Problem description:
Your output is the line containing "for one source" plus all lines after it to the end of the records, reproduced exactly, with nothing else.

Task input:
*** Begin section ***
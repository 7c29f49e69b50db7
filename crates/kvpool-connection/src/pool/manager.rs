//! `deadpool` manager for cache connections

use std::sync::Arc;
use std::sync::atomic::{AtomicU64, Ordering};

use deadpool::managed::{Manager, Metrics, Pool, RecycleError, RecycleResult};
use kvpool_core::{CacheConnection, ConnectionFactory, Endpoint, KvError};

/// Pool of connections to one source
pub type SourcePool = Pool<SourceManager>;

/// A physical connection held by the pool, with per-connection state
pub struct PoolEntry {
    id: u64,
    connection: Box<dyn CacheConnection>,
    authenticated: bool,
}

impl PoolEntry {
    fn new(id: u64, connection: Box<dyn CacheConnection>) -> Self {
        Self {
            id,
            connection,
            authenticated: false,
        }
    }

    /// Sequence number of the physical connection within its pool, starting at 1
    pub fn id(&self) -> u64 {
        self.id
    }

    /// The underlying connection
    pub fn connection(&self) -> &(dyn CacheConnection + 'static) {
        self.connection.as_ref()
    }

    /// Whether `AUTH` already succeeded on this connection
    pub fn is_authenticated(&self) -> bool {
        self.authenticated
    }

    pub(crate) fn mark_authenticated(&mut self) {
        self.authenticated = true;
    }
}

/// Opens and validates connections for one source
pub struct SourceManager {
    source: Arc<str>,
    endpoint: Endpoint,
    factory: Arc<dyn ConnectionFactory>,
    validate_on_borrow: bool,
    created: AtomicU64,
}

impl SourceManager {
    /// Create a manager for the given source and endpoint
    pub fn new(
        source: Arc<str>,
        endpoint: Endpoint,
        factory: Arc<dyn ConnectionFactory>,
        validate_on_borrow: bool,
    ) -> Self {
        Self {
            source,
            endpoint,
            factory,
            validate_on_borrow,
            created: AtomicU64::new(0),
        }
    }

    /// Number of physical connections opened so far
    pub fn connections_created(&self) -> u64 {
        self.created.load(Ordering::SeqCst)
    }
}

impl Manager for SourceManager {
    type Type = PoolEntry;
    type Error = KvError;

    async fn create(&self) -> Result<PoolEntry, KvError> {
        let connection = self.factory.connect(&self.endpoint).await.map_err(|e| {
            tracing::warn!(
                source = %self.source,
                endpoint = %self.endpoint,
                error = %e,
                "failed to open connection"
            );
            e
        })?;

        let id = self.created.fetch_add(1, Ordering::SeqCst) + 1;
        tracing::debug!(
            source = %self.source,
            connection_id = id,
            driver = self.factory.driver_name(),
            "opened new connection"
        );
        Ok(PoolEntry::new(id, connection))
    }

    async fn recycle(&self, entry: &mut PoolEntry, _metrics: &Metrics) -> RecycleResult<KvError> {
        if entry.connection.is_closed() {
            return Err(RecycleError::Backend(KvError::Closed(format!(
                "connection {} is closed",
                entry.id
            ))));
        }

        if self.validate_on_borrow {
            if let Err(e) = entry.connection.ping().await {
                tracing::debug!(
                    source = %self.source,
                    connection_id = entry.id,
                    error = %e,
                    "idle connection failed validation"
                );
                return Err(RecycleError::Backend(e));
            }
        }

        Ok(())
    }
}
*** End section ***
Task answer:
/// Opens and validates connections for one source
pub struct SourceManager {
    source: Arc<str>,
    endpoint: Endpoint,
    factory: Arc<dyn ConnectionFactory>,
    validate_on_borrow: bool,
    created: AtomicU64,
}

impl SourceManager {
    /// Create a manager for the given source and endpoint
    pub fn new(
        source: Arc<str>,
        endpoint: Endpoint,
        factory: Arc<dyn ConnectionFactory>,
        validate_on_borrow: bool,
    ) -> Self {
        Self {
            source,
            endpoint,
            factory,
            validate_on_borrow,
            created: AtomicU64::new(0),
        }
    }

    /// Number of physical connections opened so far
    pub fn connections_created(&self) -> u64 {
        self.created.load(Ordering::SeqCst)
    }
}

impl Manager for SourceManager {
    type Type = PoolEntry;
    type Error = KvError;

    async fn create(&self) -> Result<PoolEntry, KvError> {
        let connection = self.factory.connect(&self.endpoint).await.map_err(|e| {
            tracing::warn!(
                source = %self.source,
                endpoint = %self.endpoint,
                error = %e,
                "failed to open connection"
            );
            e
        })?;

        let id = self.created.fetch_add(1, Ordering::SeqCst) + 1;
        tracing::debug!(
            source = %self.source,
            connection_id = id,
            driver = self.factory.driver_name(),
            "opened new connection"
        );
        Ok(PoolEntry::new(id, connection))
    }

    async fn recycle(&self, entry: &mut PoolEntry, _metrics: &Metrics) -> RecycleResult<KvError> {
        if entry.connection.is_closed() {
            return Err(RecycleError::Backend(KvError::Closed(format!(
                "connection {} is closed",
                entry.id
            ))));
        }

        if self.validate_on_borrow {
            if let Err(e) = entry.connection.ping().await {
                tracing::debug!(
                    source = %self.source,
                    connection_id = entry.id,
                    error = %e,
                    "idle connection failed validation"
                );
                return Err(RecycleError::Backend(e));
            }
        }

        Ok(())
    }
}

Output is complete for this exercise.